- WORK REQUIRED -
Copy exactly the lines from the first line of the records below through the line containing "in human mode", including both, and nothing else.

(Data records)
---+---

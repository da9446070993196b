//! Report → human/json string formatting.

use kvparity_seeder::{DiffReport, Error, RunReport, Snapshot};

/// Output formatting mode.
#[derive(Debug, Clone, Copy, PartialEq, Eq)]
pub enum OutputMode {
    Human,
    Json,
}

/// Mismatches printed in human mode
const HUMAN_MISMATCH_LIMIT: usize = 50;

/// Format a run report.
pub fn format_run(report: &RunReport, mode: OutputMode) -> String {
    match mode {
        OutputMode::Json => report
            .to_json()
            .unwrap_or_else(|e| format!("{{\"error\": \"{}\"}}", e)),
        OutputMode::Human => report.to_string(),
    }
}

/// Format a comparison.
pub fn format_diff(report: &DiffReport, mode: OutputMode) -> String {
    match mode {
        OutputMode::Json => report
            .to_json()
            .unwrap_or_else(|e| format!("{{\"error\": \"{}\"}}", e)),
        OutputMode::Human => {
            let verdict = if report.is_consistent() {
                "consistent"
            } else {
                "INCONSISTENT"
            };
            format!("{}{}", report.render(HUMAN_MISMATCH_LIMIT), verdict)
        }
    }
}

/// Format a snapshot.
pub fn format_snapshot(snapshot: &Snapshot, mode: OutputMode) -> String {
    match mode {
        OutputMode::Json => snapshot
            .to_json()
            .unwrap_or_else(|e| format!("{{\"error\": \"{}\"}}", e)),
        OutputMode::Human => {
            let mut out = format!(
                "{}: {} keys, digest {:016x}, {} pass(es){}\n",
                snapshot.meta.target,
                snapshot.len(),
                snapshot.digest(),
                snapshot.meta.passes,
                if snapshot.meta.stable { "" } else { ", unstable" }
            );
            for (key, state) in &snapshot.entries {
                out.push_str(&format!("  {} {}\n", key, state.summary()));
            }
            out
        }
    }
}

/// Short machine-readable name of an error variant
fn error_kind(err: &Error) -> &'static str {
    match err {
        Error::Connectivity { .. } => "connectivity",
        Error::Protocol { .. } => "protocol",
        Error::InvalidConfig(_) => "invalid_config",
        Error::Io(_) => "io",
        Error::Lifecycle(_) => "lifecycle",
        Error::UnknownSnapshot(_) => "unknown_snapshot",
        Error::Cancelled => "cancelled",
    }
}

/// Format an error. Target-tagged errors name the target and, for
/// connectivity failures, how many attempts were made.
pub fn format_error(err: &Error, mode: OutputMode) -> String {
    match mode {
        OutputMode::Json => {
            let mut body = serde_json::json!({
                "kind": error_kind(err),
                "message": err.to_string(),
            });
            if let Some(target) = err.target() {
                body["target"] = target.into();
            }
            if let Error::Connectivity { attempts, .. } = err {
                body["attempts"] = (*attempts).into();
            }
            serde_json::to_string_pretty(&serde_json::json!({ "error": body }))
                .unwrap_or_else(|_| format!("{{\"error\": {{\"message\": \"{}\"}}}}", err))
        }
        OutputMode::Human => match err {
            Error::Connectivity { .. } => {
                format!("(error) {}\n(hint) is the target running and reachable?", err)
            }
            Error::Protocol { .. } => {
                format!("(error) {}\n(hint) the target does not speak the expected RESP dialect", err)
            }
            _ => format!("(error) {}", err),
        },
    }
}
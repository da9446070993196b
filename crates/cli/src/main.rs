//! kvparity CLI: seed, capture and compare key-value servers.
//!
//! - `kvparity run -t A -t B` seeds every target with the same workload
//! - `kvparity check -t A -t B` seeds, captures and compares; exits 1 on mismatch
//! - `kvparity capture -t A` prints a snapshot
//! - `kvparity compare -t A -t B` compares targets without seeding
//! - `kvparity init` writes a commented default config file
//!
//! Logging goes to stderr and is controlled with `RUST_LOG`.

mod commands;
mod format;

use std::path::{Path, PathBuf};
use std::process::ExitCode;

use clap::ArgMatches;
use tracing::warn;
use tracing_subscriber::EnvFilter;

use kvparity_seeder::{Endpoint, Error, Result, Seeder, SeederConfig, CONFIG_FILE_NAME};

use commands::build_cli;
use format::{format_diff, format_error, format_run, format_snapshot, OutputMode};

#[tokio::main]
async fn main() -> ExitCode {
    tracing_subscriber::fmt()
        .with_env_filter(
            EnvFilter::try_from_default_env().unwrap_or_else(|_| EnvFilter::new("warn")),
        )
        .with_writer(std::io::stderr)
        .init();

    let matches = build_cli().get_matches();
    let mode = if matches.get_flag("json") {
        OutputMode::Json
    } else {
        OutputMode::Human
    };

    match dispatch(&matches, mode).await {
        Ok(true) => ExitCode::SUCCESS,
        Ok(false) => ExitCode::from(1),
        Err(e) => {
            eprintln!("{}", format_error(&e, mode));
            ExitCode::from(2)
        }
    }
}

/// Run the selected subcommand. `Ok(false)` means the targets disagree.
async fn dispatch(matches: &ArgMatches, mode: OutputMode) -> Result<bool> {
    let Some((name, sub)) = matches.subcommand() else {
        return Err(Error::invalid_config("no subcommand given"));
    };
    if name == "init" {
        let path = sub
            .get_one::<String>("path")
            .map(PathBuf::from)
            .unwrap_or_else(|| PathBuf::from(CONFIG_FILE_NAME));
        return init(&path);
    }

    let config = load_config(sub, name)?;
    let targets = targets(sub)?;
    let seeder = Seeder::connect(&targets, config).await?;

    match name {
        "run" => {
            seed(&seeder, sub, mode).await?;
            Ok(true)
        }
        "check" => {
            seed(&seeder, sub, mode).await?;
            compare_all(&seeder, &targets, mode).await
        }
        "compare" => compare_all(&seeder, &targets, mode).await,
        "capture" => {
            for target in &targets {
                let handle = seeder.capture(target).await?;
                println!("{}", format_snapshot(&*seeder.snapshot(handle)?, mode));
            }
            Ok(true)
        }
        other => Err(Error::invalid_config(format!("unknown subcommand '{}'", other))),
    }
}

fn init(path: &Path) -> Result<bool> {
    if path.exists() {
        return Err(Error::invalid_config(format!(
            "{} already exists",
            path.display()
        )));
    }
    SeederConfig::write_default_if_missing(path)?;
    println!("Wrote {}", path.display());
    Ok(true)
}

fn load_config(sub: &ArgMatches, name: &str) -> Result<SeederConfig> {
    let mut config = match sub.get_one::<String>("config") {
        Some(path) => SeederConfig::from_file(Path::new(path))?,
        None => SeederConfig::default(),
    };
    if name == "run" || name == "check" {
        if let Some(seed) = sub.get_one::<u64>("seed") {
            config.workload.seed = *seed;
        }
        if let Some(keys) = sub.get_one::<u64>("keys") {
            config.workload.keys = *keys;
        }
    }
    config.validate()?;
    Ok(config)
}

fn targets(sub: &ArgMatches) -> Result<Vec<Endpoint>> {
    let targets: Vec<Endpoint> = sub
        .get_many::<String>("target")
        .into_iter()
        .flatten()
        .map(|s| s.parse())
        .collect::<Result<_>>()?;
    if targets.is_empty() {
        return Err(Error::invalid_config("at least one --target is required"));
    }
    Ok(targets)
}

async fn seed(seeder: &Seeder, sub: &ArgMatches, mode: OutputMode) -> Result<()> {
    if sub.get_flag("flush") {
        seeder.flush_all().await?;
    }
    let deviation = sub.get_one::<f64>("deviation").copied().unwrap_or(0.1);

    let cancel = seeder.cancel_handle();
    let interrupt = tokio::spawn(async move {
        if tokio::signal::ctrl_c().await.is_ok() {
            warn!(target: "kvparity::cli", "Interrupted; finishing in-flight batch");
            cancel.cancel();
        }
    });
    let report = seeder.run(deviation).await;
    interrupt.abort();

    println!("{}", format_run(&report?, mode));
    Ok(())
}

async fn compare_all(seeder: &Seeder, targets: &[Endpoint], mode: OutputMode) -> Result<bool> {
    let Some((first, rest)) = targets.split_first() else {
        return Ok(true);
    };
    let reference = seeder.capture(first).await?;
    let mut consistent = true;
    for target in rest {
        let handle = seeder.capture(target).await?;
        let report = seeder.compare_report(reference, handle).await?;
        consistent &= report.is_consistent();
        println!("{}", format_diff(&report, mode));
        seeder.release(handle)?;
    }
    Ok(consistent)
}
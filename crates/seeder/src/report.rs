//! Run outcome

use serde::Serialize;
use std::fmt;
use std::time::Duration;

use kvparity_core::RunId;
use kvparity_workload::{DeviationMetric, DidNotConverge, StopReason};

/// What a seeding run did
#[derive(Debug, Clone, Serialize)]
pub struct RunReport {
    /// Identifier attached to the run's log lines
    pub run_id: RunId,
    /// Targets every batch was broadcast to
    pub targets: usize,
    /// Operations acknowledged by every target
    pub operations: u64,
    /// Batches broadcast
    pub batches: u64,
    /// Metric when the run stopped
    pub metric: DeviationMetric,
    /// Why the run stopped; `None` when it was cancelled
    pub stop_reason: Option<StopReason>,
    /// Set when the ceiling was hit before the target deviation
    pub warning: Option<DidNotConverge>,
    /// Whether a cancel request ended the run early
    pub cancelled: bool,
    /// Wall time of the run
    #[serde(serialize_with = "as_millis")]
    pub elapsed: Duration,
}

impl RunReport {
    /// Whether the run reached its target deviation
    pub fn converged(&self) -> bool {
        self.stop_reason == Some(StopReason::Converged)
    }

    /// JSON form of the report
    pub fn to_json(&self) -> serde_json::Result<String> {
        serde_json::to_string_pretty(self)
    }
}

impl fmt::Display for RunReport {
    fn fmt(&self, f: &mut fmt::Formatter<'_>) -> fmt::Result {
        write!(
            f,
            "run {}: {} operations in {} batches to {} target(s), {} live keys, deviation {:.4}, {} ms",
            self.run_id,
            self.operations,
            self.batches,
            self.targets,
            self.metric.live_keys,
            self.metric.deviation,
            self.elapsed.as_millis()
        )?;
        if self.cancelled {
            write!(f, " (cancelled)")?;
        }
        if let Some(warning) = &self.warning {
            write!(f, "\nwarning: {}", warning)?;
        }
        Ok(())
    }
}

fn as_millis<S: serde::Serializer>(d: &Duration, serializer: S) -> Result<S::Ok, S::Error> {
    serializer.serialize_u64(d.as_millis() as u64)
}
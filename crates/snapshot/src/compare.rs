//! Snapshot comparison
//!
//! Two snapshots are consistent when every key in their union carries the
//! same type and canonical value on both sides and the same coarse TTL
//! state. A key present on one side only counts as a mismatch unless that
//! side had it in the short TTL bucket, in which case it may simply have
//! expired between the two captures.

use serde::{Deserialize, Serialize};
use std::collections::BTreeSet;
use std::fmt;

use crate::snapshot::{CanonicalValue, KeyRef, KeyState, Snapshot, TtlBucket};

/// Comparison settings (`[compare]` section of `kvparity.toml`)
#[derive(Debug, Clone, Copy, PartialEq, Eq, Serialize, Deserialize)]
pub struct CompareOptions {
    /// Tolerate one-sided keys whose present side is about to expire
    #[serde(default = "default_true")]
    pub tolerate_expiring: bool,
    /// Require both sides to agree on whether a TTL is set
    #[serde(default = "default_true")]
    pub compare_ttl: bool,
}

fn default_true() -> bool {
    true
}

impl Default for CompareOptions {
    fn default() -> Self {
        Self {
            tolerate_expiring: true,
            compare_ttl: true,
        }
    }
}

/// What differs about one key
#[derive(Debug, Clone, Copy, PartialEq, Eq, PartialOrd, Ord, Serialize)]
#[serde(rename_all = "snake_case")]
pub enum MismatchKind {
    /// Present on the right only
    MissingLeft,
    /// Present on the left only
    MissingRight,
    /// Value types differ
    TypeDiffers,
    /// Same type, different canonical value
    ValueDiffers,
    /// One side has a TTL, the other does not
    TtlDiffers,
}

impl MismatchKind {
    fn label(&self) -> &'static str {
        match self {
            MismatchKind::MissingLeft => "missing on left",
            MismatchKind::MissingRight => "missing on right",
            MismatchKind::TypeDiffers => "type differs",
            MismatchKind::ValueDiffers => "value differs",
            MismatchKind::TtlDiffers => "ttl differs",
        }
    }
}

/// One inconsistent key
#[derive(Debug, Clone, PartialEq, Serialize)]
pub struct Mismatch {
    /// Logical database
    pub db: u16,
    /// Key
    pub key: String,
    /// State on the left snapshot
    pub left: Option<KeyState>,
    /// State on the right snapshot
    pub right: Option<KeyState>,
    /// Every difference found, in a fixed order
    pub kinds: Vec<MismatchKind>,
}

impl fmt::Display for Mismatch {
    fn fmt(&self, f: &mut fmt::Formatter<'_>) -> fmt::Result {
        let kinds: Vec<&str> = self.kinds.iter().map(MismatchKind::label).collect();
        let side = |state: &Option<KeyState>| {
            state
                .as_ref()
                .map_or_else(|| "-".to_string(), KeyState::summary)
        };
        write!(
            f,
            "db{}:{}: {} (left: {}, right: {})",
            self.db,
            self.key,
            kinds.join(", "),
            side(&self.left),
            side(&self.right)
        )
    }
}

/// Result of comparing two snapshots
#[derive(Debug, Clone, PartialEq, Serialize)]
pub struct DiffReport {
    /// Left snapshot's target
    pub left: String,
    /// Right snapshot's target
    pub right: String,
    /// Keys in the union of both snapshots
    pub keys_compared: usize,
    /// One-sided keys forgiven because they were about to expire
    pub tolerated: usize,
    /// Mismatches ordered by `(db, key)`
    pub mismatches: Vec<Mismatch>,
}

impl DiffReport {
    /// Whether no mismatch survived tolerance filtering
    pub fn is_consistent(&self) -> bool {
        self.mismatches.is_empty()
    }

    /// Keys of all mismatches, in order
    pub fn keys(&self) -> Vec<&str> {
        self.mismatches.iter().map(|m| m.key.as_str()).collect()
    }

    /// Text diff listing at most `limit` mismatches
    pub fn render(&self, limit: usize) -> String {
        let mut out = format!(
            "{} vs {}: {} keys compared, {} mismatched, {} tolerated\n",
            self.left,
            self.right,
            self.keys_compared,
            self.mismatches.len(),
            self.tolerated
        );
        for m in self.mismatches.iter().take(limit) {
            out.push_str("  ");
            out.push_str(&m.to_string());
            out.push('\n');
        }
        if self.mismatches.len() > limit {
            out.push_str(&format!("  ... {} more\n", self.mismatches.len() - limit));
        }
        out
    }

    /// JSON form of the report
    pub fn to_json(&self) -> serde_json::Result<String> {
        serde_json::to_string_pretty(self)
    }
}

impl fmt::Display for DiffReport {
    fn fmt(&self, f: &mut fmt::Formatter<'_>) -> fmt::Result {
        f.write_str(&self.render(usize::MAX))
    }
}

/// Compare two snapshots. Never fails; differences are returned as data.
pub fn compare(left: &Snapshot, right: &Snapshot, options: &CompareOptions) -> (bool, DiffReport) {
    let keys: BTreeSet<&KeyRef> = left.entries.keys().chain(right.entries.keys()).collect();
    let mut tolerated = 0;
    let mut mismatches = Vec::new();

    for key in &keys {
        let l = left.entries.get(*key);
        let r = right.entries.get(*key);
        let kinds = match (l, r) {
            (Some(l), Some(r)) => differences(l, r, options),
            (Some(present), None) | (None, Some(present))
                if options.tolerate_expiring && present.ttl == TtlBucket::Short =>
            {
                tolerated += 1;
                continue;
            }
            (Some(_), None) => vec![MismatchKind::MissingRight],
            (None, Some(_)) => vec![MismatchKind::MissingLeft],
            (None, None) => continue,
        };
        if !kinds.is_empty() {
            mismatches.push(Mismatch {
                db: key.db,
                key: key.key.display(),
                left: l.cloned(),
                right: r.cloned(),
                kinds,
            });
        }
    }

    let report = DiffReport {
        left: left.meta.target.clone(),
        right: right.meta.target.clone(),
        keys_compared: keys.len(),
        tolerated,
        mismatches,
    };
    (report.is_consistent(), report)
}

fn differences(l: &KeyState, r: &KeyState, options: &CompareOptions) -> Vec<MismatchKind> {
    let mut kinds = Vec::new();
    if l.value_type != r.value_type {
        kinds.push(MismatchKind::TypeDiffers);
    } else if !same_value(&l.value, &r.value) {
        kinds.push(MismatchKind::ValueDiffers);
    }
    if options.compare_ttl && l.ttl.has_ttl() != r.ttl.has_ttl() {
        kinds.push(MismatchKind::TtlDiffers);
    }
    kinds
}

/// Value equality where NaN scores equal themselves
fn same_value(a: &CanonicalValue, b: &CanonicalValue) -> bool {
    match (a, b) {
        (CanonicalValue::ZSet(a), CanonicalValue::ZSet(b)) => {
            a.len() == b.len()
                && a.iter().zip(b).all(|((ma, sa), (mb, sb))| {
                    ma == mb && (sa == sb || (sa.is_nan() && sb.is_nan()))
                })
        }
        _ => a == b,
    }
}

---+---

- RESULT -
repository da9446070993196b
//! Report → human/json string formatting.

use kvparity_seeder::{DiffReport, Error, RunReport, Snapshot};

/// Output formatting mode.
#[derive(Debug, Clone, Copy, PartialEq, Eq)]
pub enum OutputMode {
    Human,
    Json,
}

/// Mismatches printed in human mode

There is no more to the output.